Tuesday, January 20, 2009

1/7/2008 Marlboro Man

When we moved to Knoxville the guy who lived in the house across the street from us freaked us out a bunch and we avoided him for the first three months or so. He was from Ohio and had a strange, hard to understand accent, and he had a lap dog named Jefferson who he spoke to as if there were a conversation going on. He drove a bright red Mazda Miata convertible with the top down all year long. I'm not sure if the thing even had a top, but it did have a special safety seat for Jefferson, a Yorkie Terrior who also wore protective eye and head gear when traveling.
Mr. Belt was a self-proclaimed preacher who traveled the United States hosting tent revivals and visiting congregations. He raised four kids in this fashion. Evidently he had a hand full of cities he made rounds to each year and then spent whatever remaining time he had in Ohio. When we caught wind that he was a preacher we became momentarily concerned, but after hearing him sing songs about how much he liked fat women's asses and about how he first got drunk at age 5 we decided that we really liked the man. Not only was he a roving preacher but he was able to work on fancy imported cars, play the guitar and sing, paint portraits and mixed media landscapes using dog hair and astro-turf, sculpt naturalistic statues and make them into water fountains, all while doing residential painting jobs! It took us a long time to realize what an awesome neighbor we had, but we eventually did.

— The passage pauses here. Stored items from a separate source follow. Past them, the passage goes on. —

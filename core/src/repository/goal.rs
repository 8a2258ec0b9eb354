use anyhow::Result;

use crate::model::goal::Goal;
use crate::repository::store::KeyValueStore;
use crate::repository::traits::GoalRepository;

pub const GOAL_KEY: &str = "goal";

#[derive(Clone)]
pub struct KvGoalRepository<S: KeyValueStore> {
    store: S,
}

impl<S: KeyValueStore> KvGoalRepository<S> {
    pub fn new(store: S) -> Self {
        Self { store }
    }
}

impl<S: KeyValueStore> GoalRepository for KvGoalRepository<S> {
    fn set(&self, goal: &Goal) -> Result<()> {
        let content = serde_json::to_string(goal)?;
        self.store.set(GOAL_KEY, &content)?;
        log::debug!("Goal set to '{}' ({} h)", goal.goal, goal.goal_hours);
        Ok(())
    }

    fn get(&self) -> Result<Option<Goal>> {
        let Some(raw) = self.store.get(GOAL_KEY)? else {
            return Ok(None);
        };
        match serde_json::from_str::<Option<Goal>>(&raw) {
            Ok(goal) => Ok(goal),
            Err(e) => {
                log::warn!("Ignoring unreadable '{}' blob: {}", GOAL_KEY, e);
                Ok(None)
            }
        }
    }
}

#[cfg(test)]
mod tests {
    use super::*;
    use crate::repository::store::MemoryKeyValueStore;

    #[test]
    fn test_set_then_get() {
        let repo = KvGoalRepository::new(MemoryKeyValueStore::new());
        assert_eq!(repo.get().unwrap(), None);

        let goal = Goal::new("Exam", 10.0);
        repo.set(&goal).unwrap();
        assert_eq!(repo.get().unwrap(), Some(goal));
    }

    #[test]
    fn test_set_overwrites() {
        let repo = KvGoalRepository::new(MemoryKeyValueStore::new());
        repo.set(&Goal::new("First", 5.0)).unwrap();
        repo.set(&Goal::new("Second", 8.0)).unwrap();
        assert_eq!(repo.get().unwrap(), Some(Goal::new("Second", 8.0)));
    }

    #[test]
    fn test_goal_without_hours_keeps_its_text() {
        let store = MemoryKeyValueStore::new();
        store.set(GOAL_KEY, r#"{"goal":"Exam"}"#).unwrap();
        let repo = KvGoalRepository::new(store);
        assert_eq!(repo.get().unwrap(), Some(Goal::new("Exam", 0.0)));
    }

    #[test]
    fn test_corrupt_goal_reads_as_none() {
        let store = MemoryKeyValueStore::new();
        store.set(GOAL_KEY, r#"{"goal": 3}"#).unwrap();
        let repo = KvGoalRepository::new(store);
        assert_eq!(repo.get().unwrap(), None);
    }
}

Unfortunately in the height of out obsession with Preacher Belt he informed us that he was going to be moving to be closer to his family in Ohio. We were devastated! We thought about all of the time we had wasted assuming Preacher Belt was a douche and cursed ourselves for being so close minded. We had just scraped the tip of the iceberg with him and he was leaving! Jason was anticipating playing music with him, and I was looking forward to all of the art-related fun the future held for the two of us. And he also had a wonderful "old lady" named Sandra who really loved Fox... Heartbreaking.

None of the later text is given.